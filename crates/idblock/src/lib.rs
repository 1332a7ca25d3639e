#![doc = include_str!("../README.md")]
#![cfg_attr(docsrs, feature(doc_cfg))]

mod config;
mod error;
mod factory;
mod optimizer;
mod source;
mod value;

pub use crate::config::*;
pub use crate::error::*;
pub use crate::factory::*;
pub use crate::optimizer::*;
pub use crate::source::*;
pub use crate::value::*;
★ ★ ★ ★ ★
**Work order**
Each record above should be restated word for word.

**Answer space**
filename crates/idblock/src/lib.rs
repository 1332a7ca25d3639e
#![doc = include_str!("../README.md")]
#![cfg_attr(docsrs, feature(doc_cfg))]

mod config;
mod error;
mod factory;
mod optimizer;
mod source;
mod value;

pub use crate::config::*;
pub use crate::error::*;
pub use crate::factory::*;
pub use crate::optimizer::*;
pub use crate::source::*;
pub use crate::value::*;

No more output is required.